While one objective of the project is to understand migration patterns and the global spread of avian influenza through wild waterfowl, the other objective is catered to a more localised perspective.
“We are also trying to understand what waterbodies in Tanguar Haor are actually used by these waterfowls. This will also give us information on what other haors or areas in the country are used by wild ducks apart from the ones we already know of,” says Raquibul Amin, country representative of IUCN.
This will help us understand what other areas in the country need to be brought under a management plan for conservation, he opines.
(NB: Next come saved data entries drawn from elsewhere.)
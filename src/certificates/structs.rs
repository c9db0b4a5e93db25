use strum_macros::{Display, EnumString};

use crate::settings::Settings;

/**
 * The two artifact types kept in the repository.
 * Text is turned into a `CertKind` only through `FromStr`, anything other than
 *     `csr` or `cert` is rejected.
 */
#[derive(Debug, Clone, Copy, PartialEq, Eq, Display, EnumString)]
pub enum CertKind {
    #[strum(serialize = "csr")]
    Csr,
    #[strum(serialize = "cert")]
    Cert,
}

impl CertKind {
    pub fn extension(self) -> &'static str {
        match self {
            CertKind::Csr => "csr.pem",
            CertKind::Cert => "cert.pem",
        }
    }

    /**
     * Returns the repository root configured for this kind.
     */
    pub fn repo(self, settings: &Settings) -> &str {
        match self {
            CertKind::Csr => &settings.csr_repo,
            CertKind::Cert => &settings.certs_repo,
        }
    }
}

// A csr or cert file
#[derive(Debug, Clone, PartialEq)]
pub struct Certificate {
    pub host: String,
    pub kind: CertKind,
    pub body: Vec<u8>,
}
Experts also believe this programme will act as an early warning sign for Bangladeshi livestock farmers and the government. “When a bird is tagged in Bangladesh, we already know that this is part of its migration route. Now, when a satellite tagged duck from Bangladesh travels to any place with a reported avian influenza outbreak, we will immediately be alerted and we can take measures,” says Amin.
This is important because avian influenza in a wild waterfowl may not have any economic impacts but when transmitted from wild to domestic, it will result in huge economic losses.
“In this Tanguar Haor landscape, this has important implications. Look around—every day, thousands of domestic ducks go out to feed in close proximity with wild ducks. The chances of disease transfer are very high. And once in domestic poultry, the possibility of it exploding to a pandemic is massive and these poor farmers will have to count huge losses,” says ABM Sarowar Alam, principal investigator of IUCN for the programme.
Final days in Tanguar Haor
As the days in Tanguar Haor, slowly started coming to a close, more questions popped up in my mind over the strange realities around us. Can conservation science actually benefit from modern technology? Wasn't modern technology the very reason wildlife was threatened?
It also throws light on the fact that science and even conservation science is actually very anthropocentric. Humans need to save wildlife, because study after study has shown, that all components of the natural ecosystem have certain values and benefits us in certain ways.
And now scientists are using the aide of technology to come up with possible conservation measures.
As we packed our bags on the last morning at Tanguar Haor and got on the boat for our journey back to Tahirpur in Sunamganj, I saw the scientists huddle together on their cellphones to watch the flight of their satellite tagged birds. I heard them squeal in childish delight “The pintail is such a restless one. Look at it just whiz all over the Haor.”
Maybe science for the sake of science will eventually provide important solutions and answers for humanity and the broader environment as well.